• Exercise instructions:
The entries below must be transcribed exactly. Leave nothing out.

↓

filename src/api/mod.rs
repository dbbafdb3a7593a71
pub mod error;
pub mod handlers;
pub mod middleware;
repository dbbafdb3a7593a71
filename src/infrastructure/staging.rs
use crate::config::IntakeConfig;
use crate::services::staging::StagingArea;
use tracing::info;

/// Creates the staging directory and resolves it to an absolute path.
pub async fn setup_staging(config: &IntakeConfig) -> anyhow::Result<StagingArea> {
    tokio::fs::create_dir_all(&config.staging_dir).await?;
    let root = tokio::fs::canonicalize(&config.staging_dir).await?;

    info!("📁 Staging directory: {}", root.display());
    Ok(StagingArea::new(root))
}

↑

• Exercise solution:
filename src/api/mod.rs
repository dbbafdb3a7593a71
pub mod error;
pub mod handlers;
pub mod middleware;
repository dbbafdb3a7593a71
filename src/infrastructure/staging.rs
use crate::config::IntakeConfig;
use crate::services::staging::StagingArea;
use tracing::info;

/// Creates the staging directory and resolves it to an absolute path.
pub async fn setup_staging(config: &IntakeConfig) -> anyhow::Result<StagingArea> {
    tokio::fs::create_dir_all(&config.staging_dir).await?;
    let root = tokio::fs::canonicalize(&config.staging_dir).await?;

    info!("📁 Staging directory: {}", root.display());
    Ok(StagingArea::new(root))
}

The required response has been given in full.